If there are nested calls on a conventional then the register state gets saved to the hierarchy using normal store operations. These go to the D$1 cache and are buffered there. This is akin to the spiller's SRAM, but the spiller has three advantages: it uses no program code to do the save, so the power, instruction entropy, and store buffer contention cost of the stores is avoided; it uses a private repository, so saves are not cluttering the D$1 (which is a very scarce resource); and it's not program visible, removing many possibilities of program bugs and exploits.

Lastly, if you have deeply nested calls on a conventional, the saved state exceeds the capacity of the D$1 and will overflow into the D$2 and eventually DRAM. The spiller does the same when it runs out of private SRAM. Put all this together, and you see that the spiller is in effect a bunch of registers hooked to its own cache, and the overall benefit is to shift state save/restore out of the top level D$ cache and into the spiller SRAM which is in effect a private spiller cache, freeing up space for real data.

One last point: the total Mill state traffic is less than that on a conventional. A conventional callee-save protocol winds up saving registers that are in fact dead, but the callee doesn't know that and saves them anyway. And the existence of the scratchpad on a Mill means that many function locals that would be kept in memory are in the scratchpad and so do not contribute to cache load and memory bandwidth. Combine these effects, and our sims suggest that the Mill save/restore and locals traffic is about a factor of two less than that of a conventional. This saves not only bandwidth but also power.

We do not have large-scale sims yet so the overall results are guesstimates, but it does appear that actual DRAM traffic on a Mill will be overwhelmingly composed of I/O and very large external data sets, which have the same traffic load as on a conventional; save/restore, locals, and the working set of globals will never see DRAM. That's why we the Mill has the Virtual Zero that lets it use "memory" that has no backing DRAM.

All this needs pictures, and we will get to the spiller in the talks eventually.

ivan

p.s. Forgot to respond to your protection question:

The spiller has its own region of the address space. Spiller space is used for all processes, and the save state of the different processes are not in the process's address space and so cannot be directly addressed by the program. In effect you can think of the spiller having its own private PLB, although it need not (and so far is not) implemented that way.

Utilities like debuggers and stack unwinders get access to saved state through an API that runs with PLB rights to spiller space; in effect the API is another process. The API is restricted; you cannot arbitrarily change the downstack links for example. As a result, the usual stack-smash exploit is impossible on the Mill.
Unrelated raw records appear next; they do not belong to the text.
impl BridgeInner {
    fn expect_phase(&self, expected: BridgePhase) -> Result<(), BridgeError> {
        let actual = *self.phase.lock();
        if actual == expected {
            Ok(())
        } else {
            Err(BridgeError::InvalidPhase {
                expected: expected.as_str(),
                actual: actual.as_str(),
            })
        }
    }

    fn spawn<F>(&self, task: F)
    where
        F: Future<Output = ()> + Send + 'static,
    {
        self.tasks.lock().push(tokio::spawn(task));
    }

    async fn attach_tap(&self) -> Option<TapReport> {
        match locate(
            self.page.as_ref(),
            &self.locators,
            self.settings.locator_timeout(),
        )
        .await
        {
            Ok(report) => Some(report),
            Err(e) => {
                tracing::warn!(error = %e, "Inbound audio capture setup failed");
                None
            }
        }
    }

    /// Hand the page the relay binding, flushing its pre-relay queue.
    /// `None` while the binding is not visible in the page.
    async fn attach_relay(&self) -> Option<RelayReply> {
        let reply = retry_on_navigation("attach relay", || {
            dispatch::<RelayReply>(self.page.as_ref(), &PageCommand::AttachRelay)
        })
        .await;
        match reply {
            Ok(reply) if reply.attached => {
                if reply.dropped > 0 {
                    tracing::warn!(
                        dropped = reply.dropped,
                        "Page dropped captured audio before the relay existed"
                    );
                }
                tracing::debug!(flushed = reply.flushed, "Relay attached");
                Some(reply)
            }
            Ok(_) => {
                tracing::debug!("Relay binding not visible in the page");
                None
            }
            Err(e) => {
                tracing::debug!(error = %e, "Failed to attach relay");
                None
            }
        }
    }

    async fn attach_relay_when_visible(inner: Arc<Self>) {
        let mut retry = tokio::time::interval(RETRY_INTERVAL);
        retry.tick().await;
        loop {
            tokio::select! {
                () = inner.cancel.cancelled() => return,
                _ = retry.tick() => {}
            }
            if let Some(reply) = inner.attach_relay().await {
                tracing::info!(flushed = reply.flushed, "Relay attached after retry");
                return;
            }
        }
    }

    fn hold(&self, chunk: AudioChunk) {
        let mut held = self.held.lock();
        if held.push(chunk) == PushOutcome::Dropped {
            let dropped = held.dropped();
            let reported = self.held_dropped_reported.fetch_add(1, Ordering::Relaxed);
            if reported == 0 || dropped.is_multiple_of(50) {
                tracing::warn!(
                    held = held.len(),
                    dropped,
                    "Held AI audio queue full; dropping newest chunk"
                );
            }
        }
    }

    /// Push everything held to the page, in order. Chunks go back to the
    /// head of the queue if the page is not there.
    async fn deliver_held(&self) {
        let _turn = self.delivery.lock().await;
        let chunks = self.held.lock().drain();
        if chunks.is_empty() {
            return;
        }
        let count = chunks.len();
        let command = PageCommand::EnqueuePlayback { chunks };
        match dispatch::<PlaybackReply>(self.page.as_ref(), &command).await {
            Ok(reply) => {
                let total = self.delivered.fetch_add(count as u64, Ordering::Relaxed) + count as u64;
                tracing::trace!(count, queued = reply.queued, total, "AI audio delivered to page");
            }
            Err(e) => {
                if let PageCommand::EnqueuePlayback { chunks } = command {
                    self.held.lock().requeue_front(chunks);
                }
                if e.is_context_destroyed() {
                    tracing::debug!(held = count, "Page navigating; holding AI audio");
                } else {
                    tracing::debug!(held = count, error = %e, "Page not ready; holding AI audio");
                }
            }
        }
    }

    /// Provider events → page playback queue.
    async fn pump_playback(inner: Arc<Self>, mut events: EventSubscription) {
        let mut retry = tokio::time::interval(RETRY_INTERVAL);
        retry.set_missed_tick_behavior(tokio::time::MissedTickBehavior::Skip);
        loop {
            let has_held = !inner.held.lock().is_empty();
            tokio::select! {
                () = inner.cancel.cancelled() => break,
                event = events.recv() => match event {
                    None => break,
                    Some(VoiceEvent::Audio(chunk)) => {
                        inner.hold(chunk);
                        inner.deliver_held().await;
                    }
                    Some(VoiceEvent::Disconnected { intentional: false }) => {
                        tracing::warn!("Voice provider dropped; AI audio paused");
                    }
                    Some(VoiceEvent::SetupComplete) => {
                        tracing::debug!("Voice provider ready");
                    }
                    Some(VoiceEvent::OutputTranscript { text }) => {
                        tracing::info!(text = %text, "AI said");
                    }
                    Some(VoiceEvent::InputTranscript { text }) => {
                        tracing::info!(text = %text, "Room said");
                    }
                    Some(VoiceEvent::Error { code, message }) => {
                        tracing::warn!(code = code.as_deref().unwrap_or("-"), %message, "Voice provider error");
                    }
                    Some(VoiceEvent::TurnComplete) => tracing::debug!("AI turn complete"),
                    Some(VoiceEvent::Interrupted) => tracing::debug!("AI interrupted"),
                    Some(VoiceEvent::Disconnected { intentional: true }) => {}
                },
                _ = retry.tick(), if has_held => inner.deliver_held().await,
            }
        }
        tracing::debug!("Playback pump stopped");
    }

    /// Page relay binding → provider.
    async fn relay_captured(inner: Arc<Self>, mut relay: BindingReceiver) {
        let mime = inner.client.preferred_input_mime_type();
        loop {
            tokio::select! {
                () = inner.cancel.cancelled() => break,
                payload = relay.recv() => {
                    let Some(payload) = payload else { break };
                    let chunk = AudioChunk::from_base64_unchecked(payload);
                    inner.client.send_audio(&chunk, Some(&mime));
                    let n = inner.relayed.fetch_add(1, Ordering::Relaxed) + 1;
                    if n == 1 || n.is_multiple_of(50) {
                        tracing::info!(
                            chunk = n,
                            samples = chunk.sample_count(),
                            "⬆ Room audio relayed"
                        );
                    }
                }
            }
        }
        tracing::debug!("Relay stopped");
    }

    async fn start_when_ready(inner: Arc<Self>) {
        let timeout = inner.settings.ready_timeout();
        let mut warned = false;
        loop {
            let ready = tokio::select! {
                () = inner.cancel.cancelled() => return,
                ready = inner.client.wait_ready(timeout) => ready,
            };
            match ready {
                Ok(()) => break,
                Err(VoiceError::NotReady) => {
                    if !warned {
                        warned = true;
                        tracing::warn!(
                            timeout_ms = u64::try_from(timeout.as_millis()).unwrap_or(u64::MAX),
                            "Voice provider not ready yet; conversation start deferred"
                        );
                    }
                }
                Err(e) => {
                    tracing::debug!(error = %e, "Conversation not started");
                    return;
                }
            }
        }
        match inner.client.start_conversation().await {
            Ok(()) => tracing::info!(provider = inner.client.provider_label(), "Conversation started"),
            Err(e) => tracing::warn!(error = %e, "Failed to start conversation"),
        }
    }

    async fn log_stats(inner: Arc<Self>, interval: Duration) {
        let mut ticker = tokio::time::interval(interval);
        ticker.tick().await;
        loop {
            tokio::select! {
                () = inner.cancel.cancelled() => break,
                _ = ticker.tick() => {}
            }
            match dispatch::<PageStats>(inner.page.as_ref(), &PageCommand::Stats).await {
                Ok(stats) => tracing::info!(
                    playback_queue = stats.playback_queue,
                    blocks_played = stats.blocks_played,
                    blocks_silent = stats.blocks_silent,
                    mic_active = stats.mic_active,
                    pre_relay_dropped = stats.pre_relay_dropped,
                    captured = stats.captured,
                    relayed = stats.relayed,
                    graphs = stats.graphs,
                    tap = stats.tap_mode.map_or("none", |m| m.as_str()),
                    provider = inner.client.state().as_str(),
                    held = inner.held.lock().len(),
                    "Bridge stats"
                ),
                Err(e) => tracing::debug!(error = %e, "Stats unavailable"),
            }
        }
    }
}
Because the application cannot address spiller space, there is no synchronization needed between app use of memory and spiller use of memory; they are necessarily disjoint.

LarryP

I'm curious:
How does/will the Mill implement the semantics of C's volatile qualifier?
From what I've gathered from watching the talks, the Mill always loads data from the cache hierarchy, not directly from main memory. However, the data in volatile variables (for example memory-mapped peripheral registers), can change independently of CPU activity, so cached values of volatile variables may well not be correct.

Is there a mechanism, such as designating certain memory regions as non-cacheable, to ensure that the Mill implements the semantics of volatile variables? A forum search turned up a single forum entry that contains the word volatile. In Mr. Godard's reply #733 in topic "Side channel timing attacks" he writes:

One of those flags is “volatileData”, which forces the request to bypass private caches and go to the top shared cache.

However, going to the top shared cache (instead of to main memory itself) doesn't appear to implement the semantics of C-language volatile variables. Since the Mill is targeted at existing code bases, which include C and C++, I assume that there is (or will be) a way to preserve the semantics of volatile. If it can be revealed at this point, I'd very much like a confirmation that the Mill will preserve the semantics of the volatile qualifier -- and, if possible, how the Mill handles volatile.

Thanks in advance for any reply.

ivan

Being hardware, the Mill is not language-specific, but must support all common languages, common assembler idioms, and our best guess as to where those will evolve.
The best that we, or any design team, can do is to try to isolate primitive notions from the mass of semantic bundles and provide clean support for those primitives, letting each language compose its own semantic atoms from the primitives we supply.

The "volatile" notion from C is used for two purposes, with contradictory hardware requirements for any machine other than the native PDP-11 that is C. One purpose is to access active memory such as MMIO registers, for which the idempotency of usual memory access is violated and cache must not be used, nor can accesses be elided because of value reuse.

The other common purpose is to ensure that the actions of an asynchronous mutator (such as another core) are visible to the program. Here too it is important that accesses are not elided, but there is no need for an access to go to physical memory; they must only go to the level at which potentially concurrent accesses are visible. Where that level is located depends on whether there are any asynchronous mutators (there may be only one core, so checking for changes would be pointless) and the cache coherency structure (if any) among the mutators.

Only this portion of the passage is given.